Сложность и неоднозначность царившей в те годы атмосферы иллюстрирует отзыв на фильм Роберта Рождественского, опубликованный в уже сравнительно свободном 1987 году. Либерал и шестидесятник, активный участник чтений на площади Маяковского, Рождественский защищал «Покаяние» при помощи аргументации, которая вполне могла бы звучать в конце 1960‐х:
Мы в последние годы редко касались этой трагической, очень серьезной темы. Но ведь прошлое, которое не «ворошим» мы, за нас охотно ворошат наши враги!

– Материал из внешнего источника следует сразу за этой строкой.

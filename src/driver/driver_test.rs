use std::thread;

use crate::{
    config::{Entry, Roster},
    driver::{run, run_entry},
    record::{Developer, Director},
    visit::{AgeOffset, IncomeAdjustment},
};

#[test]
fn test_demo_output() {
    assert_eq!(
        run(&Roster::demo()),
        vec![
            "Developer Bob Bilbo",
            "1200",
            "74",
            "Director Bob Baggins",
            "2200",
            "82",
        ]
    );
}

#[test]
fn test_empty_roster() {
    assert!(run(&Roster::default()).is_empty());
}

#[test]
fn test_entry_without_operations() {
    let entry = Entry {
        employee: Director::new("Ann", "Lee", 3000, 51).into(),
        operations: vec![],
    };
    assert_eq!(run_entry(&entry), vec!["Director Ann Lee"]);
}

#[test]
fn test_operations_run_in_order() {
    let entry = Entry {
        employee: Developer::new("Bob", "Bilbo", 1000, 32).into(),
        operations: vec![
            AgeOffset::new(1).into(),
            IncomeAdjustment::new(50).into(),
            AgeOffset::new(-32).into(),
        ],
    };
    assert_eq!(
        run_entry(&entry),
        vec!["Developer Bob Bilbo", "33", "1500", "0"]
    );
}

#[test]
fn test_entries_in_parallel() {
    let roster = Roster::demo();

    let lines: Vec<String> = thread::scope(|s| {
        let handles: Vec<_> = roster
            .entries
            .iter()
            .map(|entry| s.spawn(move || run_entry(entry)))
            .collect();

        handles
            .into_iter()
            .flat_map(|h| h.join().unwrap())
            .collect()
    });

    assert_eq!(lines, run(&roster));
}
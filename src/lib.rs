pub mod cmd;
pub mod config;
pub mod driver;
pub mod error;
pub mod record;
pub mod util;
pub mod visit;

Да еще как «ворошат» — злорадно, напористо, с улюлюканьем! В ход идет все: и подтасовки, и самая махровая клевета!.. Впрочем, черт с ними, с врагами! К их всегдашней лжи и ненависти нам не привыкать! Да и живем мы не для того, чтобы им понравилось[63].
Память выходит на свет: «вторая десталинизация» и «вторая оттепель» (1985–1991)
С началом горбачевской перестройки тема сталинского террора снова вышла из подполья. В огромной степени это было вынесением на широкую аудиторию всего того, что было проговорено и продумано в «подполье», в сам- и тамиздате в предшествующие двадцать лет.
Язык обсуждения темы сталинского террора в горбачевскую перестройку сформировался оттепельными публикациями, отмечает в «Читателях Нового мира» Денис Козлов. Перестройка многими и воспринималась как довершение дела, начатого оттепелью. Неслучайно конец 1980‐х и начало 1990‐х оказывается кратковременным «золотым веком» толстых журналов. (Интересны приводимые Козловым сопоставления тиражей толстых журналов в 1990 и 1967 годах. «Новый» мир» в 1990 году публиковался в количестве 2,7 млн экземпляров против 128 тыс. в 1967 году, «Знамя» — 1 млн против 170 тыс., «Дружба народов» — 1,1 млн против 50 тыс., «Нева» — 600 тыс. против 250 тыс., «Октябрь» — 380 тыс. против 130 тыс., «Звезда» — 344 тыс. против 95 тыс. А общественно-политический журнал «Огонек», в 1967‐м издававшийся тиражом 2 млн, в 1989 году достиг рекордных 4,45 млн.) На атмосферу, формировавшуюся в обществе в конце 1980‐х, огромное влияние оказывала отложенная энергия рассказов о советском терроре, написанных в 1960‐е, но оставшихся неопубликованными в СССР. В 1987–1989 годах были опубликованы «Реквием» Анны Ахматовой, «Воронежские тетради» Осипа Мандельштама, «Доктор Живаго» Бориса Пастернака, «Архипелаг ГУЛАГ» Александра Солженицына, «Колымские рассказы» Варлама Шаламова, «Жизнь и судьба» Василия Гроссмана, «Софья Петровна» Лидии Чуковской, «Крутой маршрут» Евгении Гинзбург, «Факультет ненужных вещей» Юрия Домбровского.